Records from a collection
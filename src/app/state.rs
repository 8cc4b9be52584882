use std::time::Duration;

use chrono::{DateTime, Utc};
use thiserror::Error;

use crate::app::model::{ContentStatus, Document};

#[derive(Debug, Clone, Copy, PartialEq, Eq)]
pub enum Event {
    /// A worker takes the document.
    Claim,
    /// The converter produced usable Markdown.
    Complete,
    /// Conversion failed for this attempt.
    Fail,
    /// An operator or audit sends the document back to the pool.
    Requeue,
    /// The watchdog found an abandoned claim.
    ResetStale,
}

#[derive(Debug, Error, PartialEq, Eq)]
#[error("illegal transition: {event:?} from {from}")]
pub struct TransitionError {
    pub from: ContentStatus,
    pub event: Event,
}

/// The only legal edges of the extraction lifecycle.
///
/// `Complete` is accepted from every state: racing or slow workers resolve
/// as last-writer-wins because content writes replace, never append.
pub fn next_status(from: ContentStatus, event: Event) -> Result<ContentStatus, TransitionError> {
    use ContentStatus::*;

    let to = match (from, event) {
        (Pending | Failed, Event::Claim) => Extracting,
        (_, Event::Complete) => Extracted,
        (Extracting, Event::Fail) => Failed,
        (Extracted | Failed, Event::Requeue) => Pending,
        (Extracting, Event::ResetStale) => Pending,
        _ => return Err(TransitionError { from, event }),
    };
    Ok(to)
}

/// Applies `event` to `document`, updating the bookkeeping fields that go
/// with the edge. The caller persists the result.
pub fn apply(
    document: &mut Document,
    event: Event,
    now: DateTime<Utc>,
) -> Result<(), TransitionError> {
    let to = next_status(document.content_status, event)?;
    match event {
        Event::Claim => {
            document.claimed_at = Some(now);
            document.attempts = document.attempts.saturating_add(1);
        }
        Event::Complete => {
            document.error_message = None;
            document.extracted_at = Some(now);
            document.claimed_at = None;
        }
        Event::Fail => {
            document.claimed_at = None;
        }
        Event::Requeue => {
            document.attempts = 0;
            document.claimed_at = None;
            document.error_message = None;
        }
        Event::ResetStale => {
            document.claimed_at = None;
        }
    }
    document.content_status = to;
    document.updated_at = now;
    Ok(())
}

/// Decides when a `failed` document may be claimed again.
#[derive(Debug, Clone, Copy, PartialEq, Eq)]
pub struct RetryPolicy {
    pub max_attempts: u32,
    pub backoff: Duration,
}

impl Default for RetryPolicy {
    fn default() -> Self {
        Self {
            max_attempts: 3,
            backoff: Duration::from_secs(300),
        }
    }
}

impl RetryPolicy {
    /// Wait required after the given number of attempts (doubling).
    pub fn backoff_after(&self, attempts: u32) -> Duration {
        let exponent = attempts.saturating_sub(1).min(16);
        self.backoff.saturating_mul(1u32 << exponent)
    }

    pub fn is_claimable(&self, document: &Document, now: DateTime<Utc>) -> bool {
        match document.content_status {
            ContentStatus::Pending => true,
            ContentStatus::Failed => {
                if document.attempts >= self.max_attempts {
                    return false;
                }
                let waited = (now - document.updated_at).to_std().unwrap_or(Duration::ZERO);
                waited >= self.backoff_after(document.attempts)
            }
            ContentStatus::Extracting | ContentStatus::Extracted => false,
        }
    }
}

#[cfg(test)]
mod tests {
    use chrono::Duration as ChronoDuration;

    use super::*;

    fn doc(status: ContentStatus) -> Document {
        let mut doc = Document::new("m1", 2021, "Ford", "F-150", "f150.pdf").unwrap();
        doc.content_status = status;
        doc
    }

    #[test]
    fn legal_edges() {
        use ContentStatus::*;
        assert_eq!(next_status(Pending, Event::Claim), Ok(Extracting));
        assert_eq!(next_status(Failed, Event::Claim), Ok(Extracting));
        assert_eq!(next_status(Extracting, Event::Complete), Ok(Extracted));
        assert_eq!(next_status(Extracted, Event::Complete), Ok(Extracted));
        assert_eq!(next_status(Extracting, Event::Fail), Ok(Failed));
        assert_eq!(next_status(Extracted, Event::Requeue), Ok(Pending));
        assert_eq!(next_status(Failed, Event::Requeue), Ok(Pending));
        assert_eq!(next_status(Extracting, Event::ResetStale), Ok(Pending));
    }

    #[test]
    fn illegal_edges() {
        use ContentStatus::*;
        for (from, event) in [
            (Extracting, Event::Claim),
            (Extracted, Event::Claim),
            (Pending, Event::Fail),
            (Extracted, Event::Fail),
            (Pending, Event::Requeue),
            (Extracting, Event::Requeue),
            (Pending, Event::ResetStale),
            (Failed, Event::ResetStale),
        ] {
            let err = next_status(from, event).unwrap_err();
            assert_eq!(err, TransitionError { from, event });
        }
    }

    #[test]
    fn claim_stamps_and_counts() {
        let now = Utc::now();
        let mut doc = doc(ContentStatus::Pending);
        apply(&mut doc, Event::Claim, now).unwrap();
        assert_eq!(doc.content_status, ContentStatus::Extracting);
        assert_eq!(doc.claimed_at, Some(now));
        assert_eq!(doc.attempts, 1);
        assert_eq!(doc.updated_at, now);
    }

    #[test]
    fn complete_clears_error() {
        let now = Utc::now();
        let mut doc = doc(ContentStatus::Extracting);
        doc.error_message = Some("conversion failed".to_owned());
        apply(&mut doc, Event::Complete, now).unwrap();
        assert_eq!(doc.error_message, None);
        assert_eq!(doc.extracted_at, Some(now));
    }

    #[test]
    fn requeue_resets_attempts() {
        let mut doc = doc(ContentStatus::Failed);
        doc.attempts = 3;
        apply(&mut doc, Event::Requeue, Utc::now()).unwrap();
        assert_eq!(doc.content_status, ContentStatus::Pending);
        assert_eq!(doc.attempts, 0);
    }

    #[test]
    fn rejected_event_leaves_document_untouched() {
        let mut doc = doc(ContentStatus::Extracted);
        let before = doc.clone();
        assert!(apply(&mut doc, Event::Fail, Utc::now()).is_err());
        assert_eq!(doc, before);
    }

    #[test]
    fn backoff_doubles() {
        let policy = RetryPolicy {
            max_attempts: 5,
            backoff: Duration::from_secs(60),
        };
        assert_eq!(policy.backoff_after(0), Duration::from_secs(60));
        assert_eq!(policy.backoff_after(1), Duration::from_secs(60));
        assert_eq!(policy.backoff_after(2), Duration::from_secs(120));
        assert_eq!(policy.backoff_after(3), Duration::from_secs(240));
    }

    #[test]
    fn failed_documents_wait_and_give_up() {
        let policy = RetryPolicy::default();
        let now = Utc::now();

        let mut recent = doc(ContentStatus::Failed);
        recent.attempts = 1;
        recent.updated_at = now - ChronoDuration::seconds(10);
        assert!(!policy.is_claimable(&recent, now));

        let mut waited = recent.clone();
        waited.updated_at = now - ChronoDuration::minutes(6);
        assert!(policy.is_claimable(&waited, now));

        let mut exhausted = waited.clone();
        exhausted.attempts = policy.max_attempts;
        assert!(!policy.is_claimable(&exhausted, now));

        assert!(policy.is_claimable(&doc(ContentStatus::Pending), now));
        assert!(!policy.is_claimable(&doc(ContentStatus::Extracting), now));
    }
}
#![cfg(unix)]

use std::os::unix::fs::PermissionsExt as _;
use std::path::{Path, PathBuf};

use predicates::prelude::*;

struct Workspace {
    temp: tempfile::TempDir,
}

impl Workspace {
    fn new() -> anyhow::Result<Self> {
        let temp = tempfile::TempDir::new()?;
        std::fs::create_dir_all(temp.path().join("pdfs"))?;
        Ok(Self { temp })
    }

    fn path(&self, rel: &str) -> PathBuf {
        self.temp.path().join(rel)
    }

    fn data_dir(&self) -> PathBuf {
        self.path("data")
    }

    /// A converter that copies `$FAKE_MARKDOWN` into the output dir. It fails
    /// for PDFs named `*broken*` or whenever `$FAKE_FAIL` is set, and hangs
    /// for PDFs named `*slow*`.
    fn fake_converter(&self) -> anyhow::Result<PathBuf> {
        let path = self.path("fake-marker.sh");
        std::fs::write(
            &path,
            r#"#!/bin/sh
if [ -n "$FAKE_FAIL" ]; then echo "converter crashed" >&2; exit 3; fi
case "$1" in
  *broken*) echo "could not open pdf" >&2; exit 2 ;;
  *slow*) sleep 30 ;;
esac
mkdir -p "$3/manual"
cp "$FAKE_MARKDOWN" "$3/manual/manual.md"
"#,
        )?;
        std::fs::set_permissions(&path, std::fs::Permissions::from_mode(0o755))?;
        Ok(path)
    }

    fn manual_markdown(&self) -> anyhow::Result<PathBuf> {
        let body = "Check the tire pressure monthly and before long trips. \
Inflate the tires to the pressure shown on the door placard. "
            .repeat(12);
        let markdown = ["Safety", "Instruments", "Driving", "Maintenance", "Specifications"]
            .iter()
            .enumerate()
            .map(|(idx, title)| format!("# {title}\n{body}\n## Part {idx}\n{body}\n"))
            .collect::<String>();
        let path = self.path("manual.md");
        std::fs::write(&path, markdown)?;
        Ok(path)
    }

    fn catalog(&self, ids: &[&str]) -> anyhow::Result<PathBuf> {
        let mut lines = String::new();
        for (idx, id) in ids.iter().enumerate() {
            let pdf = self.path(&format!("pdfs/{id}.pdf"));
            std::fs::write(&pdf, "%PDF-1.7")?;
            let record = serde_json::json!({
                "id": id,
                "year": 2020 + idx,
                "make": "Toyota",
                "model": "Camry",
                "source": pdf.to_string_lossy(),
            });
            lines.push_str(&record.to_string());
            lines.push('\n');
        }
        let path = self.path("catalog.jsonl");
        std::fs::write(&path, lines)?;
        Ok(path)
    }

    fn cmd(&self) -> anyhow::Result<assert_cmd::Command> {
        let mut cmd = assert_cmd::cargo::cargo_bin_cmd!("manual-extractor");
        cmd.env("MANUAL_EXTRACTOR_DATA_DIR", self.data_dir())
            .env("MANUAL_EXTRACTOR_CONVERTER_BIN", self.fake_converter()?)
            .env("MANUAL_EXTRACTOR_MIN_CONTENT_CHARS", "1000")
            .env("FAKE_MARKDOWN", self.manual_markdown()?)
            .env("RUST_LOG", "warn");
        Ok(cmd)
    }

    fn document(&self, id: &str) -> anyhow::Result<serde_json::Value> {
        let raw = std::fs::read_to_string(self.document_dir(id).join("document.json"))?;
        Ok(serde_json::from_str(&raw)?)
    }

    fn document_dir(&self, id: &str) -> PathBuf {
        self.data_dir().join("documents").join(id)
    }
}

fn arg(path: &Path) -> String {
    path.to_string_lossy().into_owned()
}

#[test]
fn import_extract_and_status() -> anyhow::Result<()> {
    let ws = Workspace::new()?;
    let catalog = ws.catalog(&["camry-2020", "broken-2021"])?;

    ws.cmd()?
        .args(["import", "--catalog", &arg(&catalog)])
        .assert()
        .success()
        .stdout(predicate::str::contains("imported 2 documents (0 already present)"));

    ws.cmd()?
        .args(["status"])
        .assert()
        .success()
        .stdout(predicate::str::contains("pending     2"));

    ws.cmd()?
        .args(["extract", "--limit", "5"])
        .assert()
        .success()
        .stdout(predicate::str::contains("[OK]   2020 Toyota Camry (camry-2020)"))
        .stdout(predicate::str::contains("[FAIL] 2021 Toyota Camry (broken-2021)"))
        .stdout(predicate::str::contains("1 succeeded, 1 failed"));

    let camry = ws.document("camry-2020")?;
    assert_eq!(camry["content_status"], "extracted");
    assert!(ws.document_dir("camry-2020").join("content.json").exists());
    let sections: Vec<serde_json::Value> = serde_json::from_str(&std::fs::read_to_string(
        ws.document_dir("camry-2020").join("sections.json"),
    )?)?;
    assert_eq!(sections.len(), 10);

    let broken = ws.document("broken-2021")?;
    assert_eq!(broken["content_status"], "failed");
    assert!(
        broken["error_message"]
            .as_str()
            .unwrap_or_default()
            .contains("could not open pdf")
    );

    ws.cmd()?
        .args(["status"])
        .assert()
        .success()
        .stdout(predicate::str::contains("extracted   1"))
        .stdout(predicate::str::contains("failed      1"));

    ws.cmd()?
        .args(["extract"])
        .assert()
        .success()
        .stdout(predicate::str::contains("no pending documents"));
    Ok(())
}

#[test]
fn converter_timeout_fails_the_document() -> anyhow::Result<()> {
    let ws = Workspace::new()?;
    let catalog = ws.catalog(&["slow-2019"])?;
    ws.cmd()?
        .args(["import", "--catalog", &arg(&catalog)])
        .assert()
        .success();

    ws.cmd()?
        .env("MANUAL_EXTRACTOR_CONVERTER_TIMEOUT_SECS", "1")
        .args(["extract"])
        .assert()
        .success()
        .stdout(predicate::str::contains("timeout"));

    let slow = ws.document("slow-2019")?;
    assert_eq!(slow["content_status"], "failed");
    assert!(
        slow["error_message"]
            .as_str()
            .unwrap_or_default()
            .contains("timeout")
    );
    Ok(())
}

#[test]
fn batch_mode_runs_on_the_worker_pool() -> anyhow::Result<()> {
    let ws = Workspace::new()?;
    let catalog = ws.catalog(&["a-2020", "b-2021", "c-2022"])?;
    ws.cmd()?
        .args(["import", "--catalog", &arg(&catalog)])
        .assert()
        .success();

    ws.cmd()?
        .args(["extract", "--batch", "2", "--workers", "2", "--continuous"])
        .assert()
        .success()
        .stdout(predicate::str::contains("3 succeeded, 0 failed"));

    for id in ["a-2020", "b-2021", "c-2022"] {
        assert_eq!(ws.document(id)?["content_status"], "extracted");
    }
    Ok(())
}

#[test]
fn watchdog_once_resets_stuck_extractions() -> anyhow::Result<()> {
    let ws = Workspace::new()?;
    let catalog = ws.catalog(&["stuck-2018"])?;
    ws.cmd()?
        .args(["import", "--catalog", &arg(&catalog)])
        .assert()
        .success();

    let path = ws.document_dir("stuck-2018").join("document.json");
    let mut doc: serde_json::Value = serde_json::from_str(&std::fs::read_to_string(&path)?)?;
    doc["content_status"] = "extracting".into();
    doc["claimed_at"] = "2020-01-01T00:00:00Z".into();
    std::fs::write(&path, serde_json::to_string(&doc)?)?;

    ws.cmd()?
        .args(["watchdog", "--once"])
        .assert()
        .success()
        .stdout(predicate::str::contains("reset 2020 Toyota Camry (stuck-2018)"))
        .stdout(predicate::str::contains("pending     1"));

    assert_eq!(ws.document("stuck-2018")?["content_status"], "pending");
    Ok(())
}

#[test]
fn watchdog_gives_up_on_exhausted_claims() -> anyhow::Result<()> {
    let ws = Workspace::new()?;
    let catalog = ws.catalog(&["poison-2018"])?;
    ws.cmd()?
        .args(["import", "--catalog", &arg(&catalog)])
        .assert()
        .success();

    let path = ws.document_dir("poison-2018").join("document.json");
    let mut doc: serde_json::Value = serde_json::from_str(&std::fs::read_to_string(&path)?)?;
    doc["content_status"] = "extracting".into();
    doc["claimed_at"] = "2020-01-01T00:00:00Z".into();
    doc["attempts"] = 3.into();
    std::fs::write(&path, serde_json::to_string(&doc)?)?;

    ws.cmd()?
        .args(["watchdog", "--once"])
        .assert()
        .success()
        .stdout(predicate::str::contains("gave up on 2020 Toyota Camry (poison-2018)"))
        .stdout(predicate::str::contains("failed      1"));

    let doc = ws.document("poison-2018")?;
    assert_eq!(doc["content_status"], "failed");
    assert!(
        doc["error_message"]
            .as_str()
            .unwrap_or_default()
            .contains("attempts exhausted")
    );
    Ok(())
}

#[test]
fn requeue_recovers_documents_out_of_attempts() -> anyhow::Result<()> {
    let ws = Workspace::new()?;
    let catalog = ws.catalog(&["flaky-2020"])?;
    ws.cmd()?
        .args(["import", "--catalog", &arg(&catalog)])
        .assert()
        .success();

    ws.cmd()?
        .env("FAKE_FAIL", "1")
        .env("MANUAL_EXTRACTOR_MAX_ATTEMPTS", "1")
        .args(["extract"])
        .assert()
        .success()
        .stdout(predicate::str::contains("[FAIL] 2020 Toyota Camry (flaky-2020)"));

    // One attempt allowed and used up: nothing is claimable anymore.
    ws.cmd()?
        .env("MANUAL_EXTRACTOR_MAX_ATTEMPTS", "1")
        .env("MANUAL_EXTRACTOR_RETRY_BACKOFF_SECS", "1")
        .args(["extract", "--batch", "5"])
        .assert()
        .success()
        .stdout(predicate::str::contains("no pending documents"));
    assert_eq!(ws.document("flaky-2020")?["content_status"], "failed");

    ws.cmd()?
        .args(["requeue", "--status", "failed"])
        .assert()
        .success()
        .stdout(predicate::str::contains("requeued flaky-2020"))
        .stdout(predicate::str::contains("requeued 1 of 1 documents"));
    let doc = ws.document("flaky-2020")?;
    assert_eq!(doc["content_status"], "pending");
    assert_eq!(doc["attempts"], 0);

    ws.cmd()?
        .env("MANUAL_EXTRACTOR_MAX_ATTEMPTS", "1")
        .args(["extract"])
        .assert()
        .success()
        .stdout(predicate::str::contains("[OK]   2020 Toyota Camry (flaky-2020)"));
    assert_eq!(ws.document("flaky-2020")?["content_status"], "extracted");

    ws.cmd()?
        .args(["requeue", "--id", "flaky-2020", "--force"])
        .assert()
        .success()
        .stdout(predicate::str::contains("requeued 1 of 1 documents"));
    assert!(!ws.document_dir("flaky-2020").join("content.json").exists());
    Ok(())
}

#[test]
fn audit_fix_requeues_low_quality_extractions() -> anyhow::Result<()> {
    let ws = Workspace::new()?;
    let catalog = ws.catalog(&["thin-2020"])?;
    ws.cmd()?
        .args(["import", "--catalog", &arg(&catalog)])
        .assert()
        .success();

    // Long enough for the length gate, but headingless and letter-spaced.
    let thin = ws.path("thin.md");
    std::fs::write(&thin, "t h i s i s s p a c e d ".repeat(60))?;
    ws.cmd()?
        .env("FAKE_MARKDOWN", &thin)
        .args(["extract"])
        .assert()
        .success()
        .stdout(predicate::str::contains("below quality bar"));
    assert_eq!(ws.document("thin-2020")?["content_status"], "extracted");

    ws.cmd()?
        .args(["audit"])
        .assert()
        .success()
        .stdout(predicate::str::contains("FAIL 2020 Toyota Camry (thin-2020)"))
        .stdout(predicate::str::contains("0 passed, 1 failed"));
    assert_eq!(ws.document("thin-2020")?["content_status"], "extracted");

    ws.cmd()?
        .args(["audit", "--fix", "--force"])
        .assert()
        .success()
        .stdout(predicate::str::contains("requeued 1 documents"));
    assert_eq!(ws.document("thin-2020")?["content_status"], "pending");
    assert!(!ws.document_dir("thin-2020").join("content.json").exists());
    Ok(())
}

#[test]
fn backfill_regenerates_missing_sections() -> anyhow::Result<()> {
    let ws = Workspace::new()?;
    let catalog = ws.catalog(&["camry-2020"])?;
    ws.cmd()?
        .args(["import", "--catalog", &arg(&catalog)])
        .assert()
        .success();
    ws.cmd()?.args(["extract"]).assert().success();

    std::fs::remove_file(ws.document_dir("camry-2020").join("sections.json"))?;

    ws.cmd()?
        .args(["backfill"])
        .assert()
        .success()
        .stdout(predicate::str::contains("[DONE] 2020 Toyota Camry: 10 sections"));

    ws.cmd()?
        .args(["backfill"])
        .assert()
        .success()
        .stdout(predicate::str::contains("already has 10 sections"));
    Ok(())
}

- [Work task]
Look over the entries above. Copy every line that contains the word "enumerate".

- [Expected answer]
            .enumerate()
        for (idx, id) in ids.iter().enumerate() {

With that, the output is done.